[Opening GIVEN ENTRIES section]

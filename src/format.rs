//! Output projections over a decoded archive, shared between the library
//! and the `naf-cli` front-end.
//!
//! A [`Projection`] names one of the mutually-exclusive views the `unnaf`
//! command line exposes; [`write_projection`] drives the `Decoder` and
//! writes the selected view to an arbitrary sink, so the CLI itself
//! contains no format-specific logic beyond argument parsing.

use std::fmt;
use std::io::BufRead;
use std::io::Seek;
use std::io::Write;
use std::path::Path;

use crate::data::Flag;
use crate::data::Flags;
use crate::data::MaskUnit;
use crate::data::Size;
use crate::decoder::section_sizes;
use crate::error::Error;
use crate::Decoder;
use crate::DecoderBuilder;

/// One of the mutually-exclusive output views of an archive.
#[derive(Debug, Clone, Copy, PartialEq, Eq)]
pub enum Projection {
    /// Sequence type and format version.
    Format,
    /// The set of sections present in the archive.
    PartList,
    /// Original and compressed size of each present section.
    Sizes,
    /// Number of sequences in the archive.
    Number,
    /// The archive title.
    Title,
    /// Sequence identifiers, one per line.
    Ids,
    /// Sequence identifiers and names, one pair per line.
    Names,
    /// Sequence lengths, one per line.
    Lengths,
    /// Sum of all sequence lengths.
    TotalLength,
    /// Mask runs, one per line.
    Mask,
    /// Sum of all masked-run lengths.
    TotalMaskLength,
    /// Raw decompressed 4-bit packed nucleotide bytes.
    FourBit,
    /// All sequences concatenated with no separator.
    Seq,
    /// Sequences, one per line.
    Sequences,
    /// Reconstituted FASTA records.
    Fasta,
    /// Reconstituted FASTQ records.
    Fastq,
}

impl Projection {
    /// The flags needed to open a [`DecoderBuilder`] for this projection,
    /// and whether the mask should be applied to decoded sequence text.
    fn flags(&self, no_mask: bool) -> Flags {
        match self {
            Projection::Format | Projection::PartList | Projection::Sizes | Projection::Number => {
                Flags::new()
            }
            Projection::Lengths | Projection::TotalLength => Flag::Length.into(),
            Projection::Title => Flag::Title.into(),
            Projection::Ids => Flag::Id.into(),
            Projection::Names => Flag::Id | Flag::Name,
            Projection::Mask | Projection::TotalMaskLength => Flag::Mask.into(),
            Projection::FourBit => Flag::Data.into(),
            Projection::Seq | Projection::Sequences => Flag::Length | Flag::Data,
            Projection::Fasta => {
                let mut flags = Flag::Id | Flag::Name | Flag::Length | Flag::Data;
                if !no_mask {
                    flags |= Flag::Mask;
                }
                flags
            }
            Projection::Fastq => {
                let mut flags = Flag::Id | Flag::Name | Flag::Length | Flag::Data | Flag::Quality;
                if !no_mask {
                    flags |= Flag::Mask;
                }
                flags
            }
        }
    }
}

impl fmt::Display for Projection {
    fn fmt(&self, f: &mut fmt::Formatter<'_>) -> fmt::Result {
        let name = match self {
            Projection::Format => "Format",
            Projection::PartList => "Part List",
            Projection::Sizes => "Sizes",
            Projection::Number => "Number",
            Projection::Title => "Title",
            Projection::Ids => "IDs",
            Projection::Names => "Names",
            Projection::Lengths => "Lengths",
            Projection::TotalLength => "Total Length",
            Projection::Mask => "Mask",
            Projection::TotalMaskLength => "Total Mask Length",
            Projection::FourBit => "Four Bit",
            Projection::Seq => "Seq",
            Projection::Sequences => "Sequences",
            Projection::Fasta => "FASTA",
            Projection::Fastq => "FASTQ",
        };
        f.write_str(name)
    }
}

/// Decode `path` per `projection` and write the result to `writer`.
///
/// `line_length`, if `Some`, overrides the archive's declared default line
/// length when wrapping FASTA sequence lines; `Some(0)` means no wrapping
/// at all, `None` means use the archive's declared default. FASTQ records
/// are always emitted as four unwrapped lines and ignore `line_length`.
/// `no_mask` disables lowercase-masking in the textual projections that
/// would otherwise apply it.
pub fn write_projection<W: Write, P: AsRef<Path>>(
    path: P,
    projection: Projection,
    line_length: Option<u64>,
    no_mask: bool,
    writer: &mut W,
) -> Result<(), Error> {
    let path = path.as_ref();

    if projection == Projection::Sizes {
        let sizes = sizes_from_path(path)?;
        for size in &sizes {
            writeln!(writer, "{size}")?;
        }
        return Ok(());
    }

    let flags = projection.flags(no_mask);
    let mut decoder = DecoderBuilder::from_flags(flags).with_path(path)?;
    let wrap = line_length.unwrap_or_else(|| decoder.header().line_length());

    match projection {
        Projection::Format => {
            let header = decoder.header();
            writeln!(
                writer,
                "{:?} sequences in NAF format {:?}",
                header.sequence_type(),
                header.format_version()
            )?;
        }
        Projection::PartList => {
            writeln!(writer, "{}", decoder.header().flags())?;
        }
        Projection::Sizes => unreachable!("handled above"),
        Projection::Number => {
            writeln!(writer, "{}", decoder.header().number_of_sequences())?;
        }
        Projection::Title => {
            let title = decoder
                .title()
                .ok_or(Error::UnsupportedProjection("title"))?;
            writeln!(writer, "{title}")?;
        }
        Projection::Lengths => {
            for length in decoder.lengths() {
                writeln!(writer, "{length}")?;
            }
        }
        Projection::TotalLength => {
            let total: u64 = decoder.lengths().iter().sum();
            writeln!(writer, "{total}")?;
        }
        Projection::Mask => {
            for run in decoder.mask_runs()? {
                match run {
                    MaskUnit::Masked(n) => writeln!(writer, "masked: {n}")?,
                    MaskUnit::Unmasked(n) => writeln!(writer, "unmasked: {n}")?,
                }
            }
        }
        Projection::TotalMaskLength => {
            let total: u64 = decoder
                .mask_runs()?
                .into_iter()
                .map(|unit| match unit {
                    MaskUnit::Masked(n) => n,
                    MaskUnit::Unmasked(_) => 0,
                })
                .sum();
            writeln!(writer, "{total}")?;
        }
        Projection::FourBit => {
            let bytes = decoder
                .raw_data()?
                .ok_or(Error::UnsupportedProjection("4bit"))?;
            writer.write_all(&bytes)?;
        }
        Projection::Ids => {
            for record in decoder {
                let record = record?;
                let id = record.id.ok_or(Error::UnsupportedProjection("ids"))?;
                writeln!(writer, "{id}")?;
            }
        }
        Projection::Names => {
            for record in decoder {
                let record = record?;
                let id = record.id.unwrap_or_default();
                let name = record.name.unwrap_or_default();
                writeln!(writer, "{id} {name}")?;
            }
        }
        Projection::Seq => {
            for record in decoder {
                let record = record?;
                if let Some(sequence) = record.sequence {
                    write!(writer, "{sequence}")?;
                }
            }
        }
        Projection::Sequences => {
            for record in decoder {
                let record = record?;
                if let Some(sequence) = record.sequence {
                    writeln!(writer, "{sequence}")?;
                }
            }
        }
        Projection::Fasta => {
            let sep = decoder.header().name_separator();
            for record in decoder {
                let record = record?;
                let id = record.id.unwrap_or_default();
                let sequence = record.sequence.unwrap_or_default();
                match record.name {
                    Some(name) if !name.is_empty() => writeln!(writer, ">{id}{sep}{name}")?,
                    _ => writeln!(writer, ">{id}")?,
                }
                write_wrapped(writer, &sequence, wrap)?;
            }
        }
        Projection::Fastq => {
            let sep = decoder.header().name_separator();
            for record in decoder {
                let record = record?;
                let id = record.id.unwrap_or_default();
                let sequence = record.sequence.unwrap_or_default();
                let quality = record
                    .quality
                    .ok_or(Error::UnsupportedProjection("fastq"))?;
                match record.name {
                    Some(name) if !name.is_empty() => writeln!(writer, "@{id}{sep}{name}")?,
                    _ => writeln!(writer, "@{id}")?,
                }
                writeln!(writer, "{sequence}")?;
                writeln!(writer, "+")?;
                writeln!(writer, "{quality}")?;
            }
        }
    }

    Ok(())
}

/// Write `text` to `writer`, inserting a newline every `wrap` characters
/// (or none at all, if `wrap` is zero).
fn write_wrapped<W: Write>(writer: &mut W, text: &str, wrap: u64) -> Result<(), Error> {
    if wrap == 0 {
        writeln!(writer, "{text}")?;
        return Ok(());
    }
    let wrap = wrap as usize;
    let bytes = text.as_bytes();
    for chunk in bytes.chunks(wrap) {
        writer.write_all(chunk)?;
        writer.write_all(b"\n")?;
    }
    if bytes.is_empty() {
        writer.write_all(b"\n")?;
    }
    Ok(())
}

/// Report the original and compressed size of every section present in
/// the archive at `path`, without decoding any section's payload.
pub fn sizes_from_path<P: AsRef<Path>>(path: P) -> Result<Vec<Size>, Error> {
    let file = std::fs::File::open(path)?;
    sizes_from_reader(std::io::BufReader::new(file))
}

/// Report the original and compressed size of every section present in
/// the archive read from `reader`, without decoding any section's payload.
pub fn sizes_from_reader<R: BufRead + Seek>(reader: R) -> Result<Vec<Size>, Error> {
    section_sizes(reader)
}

[Closing GIVEN ENTRIES section]

▶ _TASK_
Report how many lines in the data include the string "decoding", giving nothing but that number.

▶ _OUTPUT_
2